A report explained the Food and Drug Administration “originally approved mifepristone, which is also known as RU-486 or Mifeprex, in 2000. In the United States, the drug is used in conjunction with the drug misoprostol: Mifepristone blocks the effects of the hormones necessary to maintain a pregnancy, while misoprostol causes the uterus to contract, expelling the pregnancy.”
In other words mifepristone kills an unborn child.
It was Judge Matthew Kacsmaryk who found that the FDA approved mifepristone despite “legitimate safety concerns,” and suspended the agency’s approval.
The fight escalated to the Supreme Court because when Biden, whose pro-abortion agenda has permeated his entire tenancy in the Oval Office, demanded the 5th Circuit put Kacsmaryk’s order on hold, that court blocked only the portion of the decision that suspended the original approval.

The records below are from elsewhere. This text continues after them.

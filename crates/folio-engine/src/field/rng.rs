//! Seedable pseudo-random number generator (xorshift64).
//! Deterministic, fast, no-std compatible.

/// Seedable pseudo-random number generator (xorshift64).
#[derive(Debug, Clone)]
pub struct Rng {
    state: u64,
}

impl Rng {
    pub fn new(seed: u64) -> Self {
        Rng {
            state: if seed == 0 { 1 } else { seed },
        }
    }

    fn next_u64(&mut self) -> u64 {
        let mut x = self.state;
        x ^= x << 13;
        x ^= x >> 7;
        x ^= x << 17;
        self.state = x;
        x
    }

    /// Uniform float in [0, 1).
    pub fn next_f32(&mut self) -> f32 {
        // Top 24 bits fill the f32 mantissa exactly.
        (self.next_u64() >> 40) as f32 / (1u64 << 24) as f32
    }

    /// Uniform float in [lo, hi).
    pub fn range(&mut self, lo: f32, hi: f32) -> f32 {
        lo + (hi - lo) * self.next_f32()
    }
}
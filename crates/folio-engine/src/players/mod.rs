//! Timed text players. Each is a [`Step`](crate::core::time::Step) machine.

pub mod counter;
pub mod terminal;
pub mod typewriter;
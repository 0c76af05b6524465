/// Where the floating nav sits on narrow viewports.
#[derive(Debug, Clone, Copy, PartialEq, Eq)]
pub enum NavPlacement {
    Shown,
    Hidden,
}

impl NavPlacement {
    /// CSS transform; the nav is horizontally centered with `translateX(-50%)`.
    pub fn transform(self) -> &'static str {
        match self {
            NavPlacement::Shown => "translateX(-50%) translateY(0)",
            NavPlacement::Hidden => "translateX(-50%) translateY(-100px)",
        }
    }
}

/// Hide-on-scroll-down behavior for the nav on narrow viewports.
///
/// Installed once; every scroll is gated on the current width, so crossing the
/// breakpoint back and forth never stacks handlers.
#[derive(Debug, Clone)]
pub struct MobileNav {
    breakpoint: f64,
    hide_after: f64,
    last_scroll: f64,
    mobile: bool,
}

impl MobileNav {
    pub fn new(breakpoint: f64, hide_after: f64, viewport_width: f64) -> Self {
        Self {
            breakpoint,
            hide_after,
            last_scroll: 0.0,
            mobile: viewport_width <= breakpoint,
        }
    }

    pub fn is_mobile(&self) -> bool {
        self.mobile
    }

    /// Track a viewport resize. Leaving the mobile range restores the nav;
    /// entering it starts direction tracking afresh.
    pub fn on_resize(&mut self, viewport_width: f64) -> Option<NavPlacement> {
        let mobile = viewport_width <= self.breakpoint;
        if mobile == self.mobile {
            return None;
        }
        self.mobile = mobile;
        self.last_scroll = 0.0;
        log::debug!("mobile nav {}", if mobile { "enabled" } else { "disabled" });
        (!mobile).then_some(NavPlacement::Shown)
    }

    /// Scrolling down past `hide_after` hides the nav; anything else shows it.
    /// `None` on wide viewports.
    pub fn on_scroll(&mut self, scroll_y: f64) -> Option<NavPlacement> {
        if !self.mobile {
            return None;
        }
        let placement = if scroll_y > self.last_scroll && scroll_y > self.hide_after {
            NavPlacement::Hidden
        } else {
            NavPlacement::Shown
        };
        self.last_scroll = scroll_y;
        Some(placement)
    }
}

#[cfg(test)]
mod tests {
    use super::*;

    #[test]
    fn desktop_is_a_no_op() {
        let mut nav = MobileNav::new(768.0, 100.0, 1280.0);
        assert_eq!(nav.on_scroll(500.0), None);
    }

    #[test]
    fn breakpoint_is_inclusive() {
        assert!(MobileNav::new(768.0, 100.0, 768.0).is_mobile());
    }

    #[test]
    fn hides_scrolling_down_shows_scrolling_up() {
        let mut nav = MobileNav::new(768.0, 100.0, 375.0);
        assert_eq!(nav.on_scroll(50.0), Some(NavPlacement::Shown));
        assert_eq!(nav.on_scroll(150.0), Some(NavPlacement::Hidden));
        assert_eq!(nav.on_scroll(400.0), Some(NavPlacement::Hidden));
        assert_eq!(nav.on_scroll(350.0), Some(NavPlacement::Shown));
    }

    #[test]
    fn resize_across_breakpoint_toggles_tracking() {
        let mut nav = MobileNav::new(768.0, 100.0, 375.0);
        nav.on_scroll(300.0);
        assert_eq!(nav.on_resize(1024.0), Some(NavPlacement::Shown));
        assert_eq!(nav.on_scroll(600.0), None);
        assert_eq!(nav.on_resize(1100.0), None);
        assert_eq!(nav.on_resize(400.0), None);
        // Tracking restarts from the top after re-entering the mobile range.
        assert_eq!(nav.on_scroll(200.0), Some(NavPlacement::Hidden));
    }

    #[test]
    fn transforms() {
        assert!(NavPlacement::Hidden.transform().contains("-100px"));
        assert!(NavPlacement::Shown.transform().ends_with("translateY(0)"));
    }
}
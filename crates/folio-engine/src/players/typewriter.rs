//! Typewriter: types a phrase, holds it, erases it, moves to the next one, forever.

use crate::api::config::TypewriterConfig;
use crate::api::types::PageEvent;
use crate::core::time::Step;

#[derive(Debug, Clone, Copy, PartialEq, Eq)]
pub enum TypewriterState {
    Typing,
    PausedAtFull,
    Erasing,
    PausedAtEmpty,
}

/// Cursor over a phrase list: `(phrase_index, char_index)` plus the phase.
#[derive(Debug, Clone)]
pub struct Typewriter {
    phrases: Vec<Vec<char>>,
    phrase_index: usize,
    char_index: usize,
    state: TypewriterState,
    cursor_active: bool,
    config: TypewriterConfig,
}

impl Typewriter {
    /// `None` when there is nothing to type.
    pub fn new(phrases: &[String], config: TypewriterConfig) -> Option<Self> {
        if phrases.is_empty() {
            return None;
        }
        Some(Self {
            phrases: phrases.iter().map(|p| p.chars().collect()).collect(),
            phrase_index: 0,
            char_index: 0,
            state: TypewriterState::Typing,
            cursor_active: false,
            config,
        })
    }

    pub fn state(&self) -> TypewriterState {
        self.state
    }

    pub fn phrase_index(&self) -> usize {
        self.phrase_index
    }

    pub fn cursor_active(&self) -> bool {
        self.cursor_active
    }

    /// Text currently on screen.
    pub fn text(&self) -> String {
        self.phrase()[..self.char_index].iter().collect()
    }

    /// Delay before the very first step.
    pub fn start_delay(&self) -> f64 {
        self.config.start_delay_ms
    }

    fn phrase(&self) -> &[char] {
        &self.phrases[self.phrase_index]
    }

    fn type_char(&mut self) -> f64 {
        if self.char_index < self.phrase().len() {
            self.char_index += 1;
            self.cursor_active = true;
            self.config.type_ms
        } else {
            self.state = TypewriterState::PausedAtFull;
            self.cursor_active = false;
            self.config.pause_full_ms
        }
    }

    fn erase_char(&mut self) -> f64 {
        if self.char_index > 0 {
            self.char_index -= 1;
            self.cursor_active = true;
            self.config.erase_ms
        } else {
            self.state = TypewriterState::PausedAtEmpty;
            self.cursor_active = false;
            self.config.pause_empty_ms
        }
    }
}

impl Step for Typewriter {
    type Output = PageEvent;

    fn step(&mut self, out: &mut Vec<PageEvent>) -> Option<f64> {
        let next = match self.state {
            TypewriterState::Typing => self.type_char(),
            TypewriterState::PausedAtFull => {
                self.state = TypewriterState::Erasing;
                self.erase_char()
            }
            TypewriterState::Erasing => self.erase_char(),
            TypewriterState::PausedAtEmpty => {
                self.phrase_index = (self.phrase_index + 1) % self.phrases.len();
                self.state = TypewriterState::Typing;
                self.type_char()
            }
        };
        out.push(PageEvent::Typed {
            text: self.text(),
            cursor_active: self.cursor_active,
        });
        Some(next)
    }
}
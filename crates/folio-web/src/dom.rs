//! Selectors, markers and small DOM helpers. Every lookup is optional:
//! a missing element turns the matching feature off instead of failing.

use folio_engine::WatchId;
use wasm_bindgen::closure::Closure;
use wasm_bindgen::JsCast;
use web_sys::{
    AddEventListenerOptions, Document, Element, Event, EventTarget, HtmlElement, Window,
};

pub const THEME_TOGGLE_ID: &str = "themeToggle";
pub const THEME_ICON: &str = "i";
pub const THEME_ATTR: &str = "data-theme";

pub const NAV_LINK: &str = ".nav-link";
pub const NAV_MENU: &str = ".nav-menu";
pub const SECTIONS: &str = "section[id]";
pub const ACTIVE_CLASS: &str = "active";

pub const TYPED_TEXT: &str = ".typed-text";
pub const CURSOR: &str = ".cursor";
pub const TYPING_CLASS: &str = "typing";

pub const REVEAL: &str = "[data-aos]";
pub const REVEAL_CLASS: &str = "aos-animate";
pub const METRIC: &str = ".metric-number";
pub const TARGET_ATTR: &str = "data-target";
/// Stamped on watched elements so observer entries map back to a `WatchId`.
/// An element can be both a reveal target and a counter, so each has its own.
pub const REVEAL_WATCH_ATTR: &str = "data-folio-reveal";
pub const COUNTER_WATCH_ATTR: &str = "data-folio-counter";

pub const SCROLL_INDICATOR: &str = ".scroll-indicator";
pub const HERO_BACKGROUND: &str = ".hero-background";

pub const PARTICLE_CANVAS_ID: &str = "particleCanvas";

pub const TERMINAL_BODY_ID: &str = "terminalBody";
pub const TERMINAL: &str = ".terminal";
pub const TERMINAL_LINE: &str = ".terminal-line";
pub const TERMINAL_COMMAND: &str = ".terminal-command";
pub const TERMINAL_OUTPUT_CLASS: &str = "terminal-output";
pub const PROMPT_LINE_HTML: &str =
    r#"<span class="terminal-prompt">$</span><span class="terminal-command"></span>"#;

pub const LOADED_CLASS: &str = "loaded";
pub const EASTER_EGG_ANIMATION: &str = "rainbow 2s linear infinite";
pub const EASTER_EGG_KEYFRAMES: &str = "
    @keyframes rainbow {
        0% { filter: hue-rotate(0deg); }
        100% { filter: hue-rotate(360deg); }
    }
";

/// JSON overrides the host page may embed in `<script type="application/json">`.
pub const SCRIPT_MANIFEST_ID: &str = "folio-script";
pub const CONFIG_ID: &str = "folio-config";

pub fn window() -> Option<Window> {
    web_sys::window()
}

pub fn document() -> Option<Document> {
    window()?.document()
}

pub fn by_id(id: &str) -> Option<Element> {
    document()?.get_element_by_id(id)
}

pub fn query(selector: &str) -> Option<Element> {
    document()?.query_selector(selector).ok().flatten()
}

pub fn query_all(selector: &str) -> Vec<Element> {
    match document().map(|d| d.query_selector_all(selector)) {
        Some(Ok(list)) => collect(&list),
        _ => Vec::new(),
    }
}

pub fn query_all_in(root: &Element, selector: &str) -> Vec<Element> {
    root.query_selector_all(selector)
        .map(|list| collect(&list))
        .unwrap_or_default()
}

fn collect(list: &web_sys::NodeList) -> Vec<Element> {
    (0..list.length())
        .filter_map(|i| list.get(i))
        .filter_map(|node| node.dyn_into::<Element>().ok())
        .collect()
}

pub fn set_class(el: &Element, class: &str, on: bool) {
    let list = el.class_list();
    let result = if on { list.add_1(class) } else { list.remove_1(class) };
    if let Err(err) = result {
        log::warn!("class {class}: {err:?}");
    }
}

pub fn set_style(el: &Element, property: &str, value: &str) {
    if let Some(el) = el.dyn_ref::<HtmlElement>() {
        let style = el.style();
        let result = if value.is_empty() {
            style.remove_property(property).map(|_| ())
        } else {
            style.set_property(property, value)
        };
        if let Err(err) = result {
            log::warn!("style {property}: {err:?}");
        }
    }
}

pub fn stamp(el: &Element, attr: &str, id: WatchId) {
    if let Err(err) = el.set_attribute(attr, &id.0.to_string()) {
        log::warn!("stamp {id:?}: {err:?}");
    }
}

pub fn watch_id(el: &Element, attr: &str) -> Option<WatchId> {
    el.get_attribute(attr)?.parse().ok().map(WatchId)
}

pub fn scroll_y() -> f64 {
    window().and_then(|w| w.scroll_y().ok()).unwrap_or(0.0)
}

pub fn viewport_width() -> f64 {
    window()
        .and_then(|w| w.inner_width().ok())
        .and_then(|v| v.as_f64())
        .unwrap_or(0.0)
}

pub fn request_animation_frame(cb: &Closure<dyn FnMut(f64)>) {
    if let Some(w) = window() {
        if let Err(err) = w.request_animation_frame(cb.as_ref().unchecked_ref()) {
            log::warn!("requestAnimationFrame: {err:?}");
        }
    }
}

/// Attach `f` for the lifetime of the page.
pub fn listen(target: &EventTarget, event: &str, passive: bool, f: impl FnMut(Event) + 'static) {
    let cb = Closure::<dyn FnMut(Event)>::new(f);
    let options = AddEventListenerOptions::new();
    options.set_passive(passive);
    if let Err(err) = target.add_event_listener_with_callback_and_add_event_listener_options(
        event,
        cb.as_ref().unchecked_ref(),
        &options,
    ) {
        log::warn!("listen {event}: {err:?}");
    }
    cb.forget();
}

/// Text of an embedded JSON block, if the page ships one.
pub fn embedded_json(id: &str) -> Option<String> {
    by_id(id)?.text_content()
}

pub fn inject_style(css: &str) {
    let Some(doc) = document() else { return };
    let Some(head) = doc.head() else { return };
    match doc.create_element("style") {
        Ok(style) => {
            style.set_text_content(Some(css));
            if let Err(err) = head.append_child(&style) {
                log::warn!("inject style: {err:?}");
            }
        }
        Err(err) => log::warn!("create style: {err:?}"),
    }
}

Other limits on the drug, such as a requirement that it be dispensed only by a doctor, in person, remained.
Biden immediately demanded the Supreme Court lift those additional limits.
While the court’s ruling was brief, Justices Clarence Thomas and Samuel Alito dissented.
Alito then submitted a multiple page opinion that included his shocking conclusion about Joe Biden: that he probably wouldn’t obey a court ruling that wasn’t to his liking….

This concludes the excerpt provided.